Well, I think I’ve already mentioned how Circus Ponies NoteBook has made obsolete my paper notebook.  Well, I came across TextMate yesterday, and I bought it today.  It’s a pervasively programmable text editor that understands the language context of the text you are editing.  It immediately reminded me of TurboText for the Amiga, but, frankly, TextMate is far better.  It has handlers for tons of languages (including Textile and Daring Fireball Markdown (yay!)), and knows the difference (as a simple example) of things you’d want to do inside a string and outside it.  How it tells that context is programmable, so it can conceivably support any programming language.  And all the text and command macros it can do are programmable in your favourite scripting language (be it ruby, bash, python, etc.)  I think I’ve typed my last vi command.  I’ll write more on it soon (once I’ve got the drooling under control), but if you are interested, definitely take a few hours and read the online manual for it.  I promise you, it will be the best investment of time you’ll make this month.  :-)

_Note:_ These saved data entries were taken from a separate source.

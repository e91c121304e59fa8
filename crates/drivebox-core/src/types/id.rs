//! Newtype wrappers around [`uuid::Uuid`] for domain entity identifiers.
//!
//! Using distinct types prevents accidentally passing a `UserId` where an
//! `EntryId` is expected. When the `sqlx` feature is enabled, each ID type
//! also implements `sqlx::Type`, `sqlx::Encode`, and `sqlx::Decode` for
//! PostgreSQL.

use std::fmt;
use std::str::FromStr;

use serde::{Deserialize, Serialize};
use uuid::Uuid;

/// Macro to define a newtype ID wrapper around `Uuid`.
macro_rules! define_id {
    (
        $(#[$meta:meta])*
        $name:ident
    ) => {
        $(#[$meta])*
        #[derive(Debug, Clone, Copy, PartialEq, Eq, Hash, Serialize, Deserialize)]
        #[serde(transparent)]
        pub struct $name(pub Uuid);

        impl $name {
            /// Create a new random identifier.
            pub fn new() -> Self {
                Self(Uuid::new_v4())
            }

            /// Create an identifier from an existing UUID.
            pub fn from_uuid(uuid: Uuid) -> Self {
                Self(uuid)
            }

            /// Return the inner UUID value.
            pub fn into_uuid(self) -> Uuid {
                self.0
            }

            /// Return a reference to the inner UUID.
            pub fn as_uuid(&self) -> &Uuid {
                &self.0
            }
        }

        impl Default for $name {
            fn default() -> Self {
                Self::new()
            }
        }

        impl fmt::Display for $name {
            fn fmt(&self, f: &mut fmt::Formatter<'_>) -> fmt::Result {
                write!(f, "{}", self.0)
            }
        }

        impl FromStr for $name {
            type Err = uuid::Error;

            fn from_str(s: &str) -> Result<Self, Self::Err> {
                Uuid::parse_str(s).map(Self)
            }
        }

        impl From<Uuid> for $name {
            fn from(uuid: Uuid) -> Self {
                Self(uuid)
            }
        }

        impl From<$name> for Uuid {
            fn from(id: $name) -> Uuid {
                id.0
            }
        }

        #[cfg(feature = "sqlx")]
        impl sqlx::Type<sqlx::Postgres> for $name {
            fn type_info() -> sqlx::postgres::PgTypeInfo {
                <Uuid as sqlx::Type<sqlx::Postgres>>::type_info()
            }
        }

        #[cfg(feature = "sqlx")]
        impl<'q> sqlx::Encode<'q, sqlx::Postgres> for $name {
            fn encode_by_ref(
                &self,
                buf: &mut <sqlx::Postgres as sqlx::Database>::ArgumentBuffer<'q>,
            ) -> Result<sqlx::encode::IsNull, sqlx::error::BoxDynError> {
                <Uuid as sqlx::Encode<'q, sqlx::Postgres>>::encode_by_ref(&self.0, buf)
            }
        }

        #[cfg(feature = "sqlx")]
        impl<'r> sqlx::Decode<'r, sqlx::Postgres> for $name {
            fn decode(
                value: <sqlx::Postgres as sqlx::Database>::ValueRef<'r>,
            ) -> Result<Self, sqlx::error::BoxDynError> {
                <Uuid as sqlx::Decode<'r, sqlx::Postgres>>::decode(value).map(Self)
            }
        }
    };
}

define_id!(
    /// Unique identifier for a user (the owner of entries).
    UserId
);

define_id!(
    /// Unique identifier for a file-system entry (file or folder).
    EntryId
);
//! Breadcrumb trail value objects for hierarchical navigation.

use serde::{Deserialize, Serialize};

use drivebox_core::types::EntryId;

use super::model::Entry;

/// One segment of a breadcrumb trail, root-first.
#[derive(Debug, Clone, PartialEq, Eq, Serialize, Deserialize)]
pub struct Breadcrumb {
    /// Entry ID of this segment.
    pub id: EntryId,
    /// Display name of this segment.
    pub name: String,
    /// Full path up to and including this segment.
    pub path: String,
}

impl From<&Entry> for Breadcrumb {
    fn from(entry: &Entry) -> Self {
        Self {
            id: entry.id,
            name: entry.name.clone(),
            path: entry.path.clone(),
        }
    }
}

impl Breadcrumb {
    /// Build a root-first trail from an ordered ancestor chain.
    pub fn trail(entries: &[Entry]) -> Vec<Breadcrumb> {
        entries.iter().map(Breadcrumb::from).collect()
    }
}
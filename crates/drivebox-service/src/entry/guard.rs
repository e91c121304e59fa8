//! Integrity checks applied before every tree mutation.
//!
//! Each check validates one invariant of the entry tree: names stay
//! usable as path segments, parents are live folders of the same owner,
//! and no reparent ever makes an entry its own ancestor. The entry store
//! runs these before touching the repository, so a failed check aborts
//! with no partial writes.

use drivebox_core::error::AppError;
use drivebox_core::result::AppResult;
use drivebox_core::types::{EntryId, UserId};
use drivebox_entity::entry::Entry;

/// Validate an entry name: non-empty after trimming, and free of the
/// path separator so it cannot corrupt materialized paths.
pub fn check_name(name: &str) -> AppResult<()> {
    if name.trim().is_empty() {
        return Err(AppError::invalid_name("Entry name cannot be empty"));
    }
    if name.contains('/') {
        return Err(AppError::invalid_name("Entry name cannot contain '/'"));
    }
    Ok(())
}

/// Ensure the actor owns the entry.
pub fn check_ownership(entry: &Entry, actor_id: UserId) -> AppResult<()> {
    if entry.owner_id != actor_id {
        return Err(AppError::forbidden(format!(
            "Entry {} is not owned by the caller",
            entry.id
        )));
    }
    Ok(())
}

/// Ensure a candidate parent can hold children: a live folder owned by
/// the same user.
pub fn check_parent(parent: &Entry, owner_id: UserId) -> AppResult<()> {
    if parent.owner_id != owner_id {
        return Err(AppError::invalid_parent("Parent entry not found"));
    }
    if !parent.is_folder {
        return Err(AppError::invalid_parent(format!(
            "Entry {} is not a folder",
            parent.id
        )));
    }
    if parent.is_deleted {
        return Err(AppError::invalid_parent(format!(
            "Folder {} is deleted",
            parent.id
        )));
    }
    Ok(())
}

/// Reject a reparent that would create a cycle.
///
/// `new_parent_chain` is the target parent's ancestor chain root-first,
/// including the target parent itself. If the entry being moved appears
/// anywhere in it, the move would make the entry its own ancestor.
pub fn check_reparent(entry_id: EntryId, new_parent_chain: &[Entry]) -> AppResult<()> {
    if new_parent_chain.iter().any(|e| e.id == entry_id) {
        return Err(AppError::cycle_detected(
            "Cannot move an entry into itself or one of its descendants",
        ));
    }
    Ok(())
}

#[cfg(test)]
mod tests {
    use super::*;

    use chrono::Utc;
    use drivebox_core::error::ErrorKind;

    fn folder(owner_id: UserId) -> Entry {
        let now = Utc::now();
        Entry {
            id: EntryId::new(),
            owner_id,
            parent_id: None,
            name: "Docs".to_string(),
            path: "/Docs".to_string(),
            size_bytes: 0,
            mime_type: "folder".to_string(),
            storage_url: None,
            is_folder: true,
            is_starred: false,
            is_deleted: false,
            created_at: now,
            updated_at: now,
        }
    }

    #[test]
    fn test_check_name_rejects_empty_and_separator() {
        assert_eq!(check_name("  ").unwrap_err().kind, ErrorKind::InvalidName);
        assert_eq!(check_name("a/b").unwrap_err().kind, ErrorKind::InvalidName);
        assert!(check_name("report.pdf").is_ok());
    }

    #[test]
    fn test_check_ownership() {
        let owner = UserId::new();
        let entry = folder(owner);
        assert!(check_ownership(&entry, owner).is_ok());
        assert_eq!(
            check_ownership(&entry, UserId::new()).unwrap_err().kind,
            ErrorKind::Forbidden
        );
    }

    #[test]
    fn test_check_parent_rejects_files_and_deleted_folders() {
        let owner = UserId::new();

        let mut file = folder(owner);
        file.is_folder = false;
        assert_eq!(
            check_parent(&file, owner).unwrap_err().kind,
            ErrorKind::InvalidParent
        );

        let mut deleted = folder(owner);
        deleted.is_deleted = true;
        assert_eq!(
            check_parent(&deleted, owner).unwrap_err().kind,
            ErrorKind::InvalidParent
        );

        assert_eq!(
            check_parent(&folder(owner), UserId::new()).unwrap_err().kind,
            ErrorKind::InvalidParent
        );
    }

    #[test]
    fn test_check_reparent_detects_descendant_target() {
        let owner = UserId::new();
        let moved = folder(owner);
        let target_parent = folder(owner);

        let chain = vec![moved.clone(), target_parent];
        assert_eq!(
            check_reparent(moved.id, &chain).unwrap_err().kind,
            ErrorKind::CycleDetected
        );
        assert!(check_reparent(EntryId::new(), &chain).is_ok());
    }
}
fn draw_summary(f: &mut Frame, area: Rect, summary: &Summary) {
    let block = Block::default()
        .title(format!("Averages over {} tests", summary.tests))
        .borders(Borders::ALL);
    let inner = block.inner(area);
    f.render_widget(block, area);

    let metrics = [
        ("Total score", summary.avg_total, Color::Red),
        ("Spelling", summary.avg_spelling, Color::Green),
        ("Handwriting", summary.avg_handwriting, Color::Magenta),
        ("Speaking", summary.avg_speaking, Color::Blue),
        ("Stutter", summary.avg_stutter, Color::Gray),
    ];
    let rows = Layout::default()
        .direction(Direction::Vertical)
        .constraints(metrics.iter().map(|_| Constraint::Length(2)))
        .split(inner);

    for ((title, value, color), row) in metrics.iter().zip(rows.iter()) {
        let gauge = Gauge::default()
            .gauge_style(Style::default().fg(*color))
            .ratio(chart::fraction(*value, 100.0))
            .label(format!("{title}: {value:.0}"));
        f.render_widget(gauge, Rect { height: 1, ..*row });
    }
}

fn draw_score_chart(f: &mut Frame, area: Rect, records: &[TestRecord]) {
    let scores = chart::total_scores(records);
    let points = chart::line_points(&scores);
    let min = scores.iter().copied().fold(f64::INFINITY, f64::min);
    let max = scores.iter().copied().fold(f64::NEG_INFINITY, f64::max);

    let datasets = vec![
        Dataset::default()
            .name("Total score")
            .marker(symbols::Marker::Braille)
            .graph_type(GraphType::Line)
            .style(Style::default().fg(ACCENT))
            .data(&points),
    ];

    let chart = Chart::new(datasets)
        .block(
            Block::default()
                .title("Total score by test")
                .borders(Borders::ALL),
        )
        .x_axis(
            Axis::default()
                .bounds([0.0, (points.len().max(2) - 1) as f64])
                .labels(["1".to_string(), format!("{}", points.len())]),
        )
        .y_axis(
            Axis::default()
                .bounds([0.0, 100.0])
                .labels([format!("{min:.0}"), format!("{max:.0}")]),
        );
    f.render_widget(chart, area);
}

fn draw_record_table(f: &mut Frame, area: Rect, records: &[TestRecord], selected: usize) {
    let header = Row::new(vec![
        "Test", "Q1", "Q2", "Q3", "Q4", "Q5", "Spelling", "Handwriting", "Speaking", "Stutter",
        "Total",
    ])
    .style(Style::default().fg(Color::Cyan));

    let rows: Vec<Row> = records
        .iter()
        .map(|r| {
            let mut cells = vec![Cell::from(r.test_id.to_string())];
            cells.extend((0..5).map(|i| Cell::from(outcome(r, i))));
            cells.extend(
                [
                    r.spelling_accuracy,
                    r.handwriting_metric,
                    r.speaking_accuracy,
                    r.stutter_metric,
                    r.total_score,
                ]
                .into_iter()
                .map(|v| Cell::from(metric(v))),
            );
            Row::new(cells)
        })
        .collect();

    let mut widths = vec![Constraint::Length(6)];
    widths.extend([Constraint::Length(10); 5]);
    widths.extend([Constraint::Length(12); 5]);

    let table = Table::new(rows, widths)
        .header(header)
        .block(Block::default().title("History").borders(Borders::ALL))
        .row_highlight_style(Style::default().fg(ACCENT).add_modifier(Modifier::BOLD));
    let mut state = TableState::default().with_selected(Some(selected));
    f.render_stateful_widget(table, area, &mut state);
}

fn step_indicator(current: usize) -> Line<'static> {
    let dots: Vec<Span> = (1..=SECTION_COUNT)
        .map(|i| {
            let color = if i <= current { ACCENT } else { Color::DarkGray };
            Span::styled("● ", Style::default().fg(color))
        })
        .collect();
    Line::from(dots)
}

fn draw_test(f: &mut Frame, area: Rect, flow: &TestFlow, playing: bool) {
    let chunks = Layout::default()
        .direction(Direction::Vertical)
        .constraints([
            Constraint::Length(4),
            Constraint::Min(8),
            Constraint::Length(3),
        ])
        .split(area);

    let section = flow.section();
    let header = Paragraph::new(vec![
        Line::from(Span::styled(
            "Dyslexia Test",
            Style::default().fg(ACCENT).add_modifier(Modifier::BOLD),
        )),
        Line::from(format!(
            "Section {} of {SECTION_COUNT}: {}",
            section.number(),
            section.title()
        )),
        step_indicator(section.number()),
    ])
    .alignment(Alignment::Center);
    f.render_widget(header, chunks[0]);

    let mut lines: Vec<Line> = Vec::new();
    match &flow.stage {
        Stage::Starting => lines.push(Line::from("Starting test...")),
        Stage::StartFailed(msg) => {
            lines.push(error_line(msg));
            lines.push(Line::from("Press <Enter> to try again"));
        }
        Stage::Finishing => lines.push(Line::from("Saving your results...")),
        Stage::FinishFailed(msg) => {
            lines.push(error_line(msg));
            lines.push(Line::from("Press <Enter> to try saving again"));
        }
        Stage::Done => lines.push(Line::from("All done!")),
        Stage::Answering => question_lines(flow, playing, &mut lines),
    }

    let card = Paragraph::new(lines)
        .block(
            Block::default()
                .title(format!("Question {}", flow.question.number()))
                .borders(Borders::ALL)
                .border_style(Style::default().fg(ACCENT)),
        )
        .alignment(Alignment::Center)
        .wrap(Wrap { trim: true });
    f.render_widget(card, chunks[1]);

    if flow.stage == Stage::Answering {
        let title = match AnswerKind::of(flow.question) {
            AnswerKind::Typed => Some("Your answer"),
            AnswerKind::AudioFile => Some("Recording file"),
            AnswerKind::ImageFile => Some("Photo file"),
            AnswerKind::Letter => None,
        };
        if let Some(title) = title {
            f.render_widget(input_box(title, &flow.input, !flow.submitting), chunks[2]);
        }
    }
}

A couple of other points, while I’m at it.  DarwinPorts rocks!  I installed Subversion today with it, and it just worked.  Even the output from the build system is pretty.  I entered one command (sudo /opt/local/bin/port install subversion) and it took care of downloading and building everything I needed.  Very satisfying.  Better even than Pacman from ArchLinux (which was the last Linux distro I’ll ever run).

Finally, off a reference from the TextMate manual, I found CocoaDialog, which lets you open Mac-native (read: pretty) dialogs from shell (and ruby and perl and . . . ) scripts.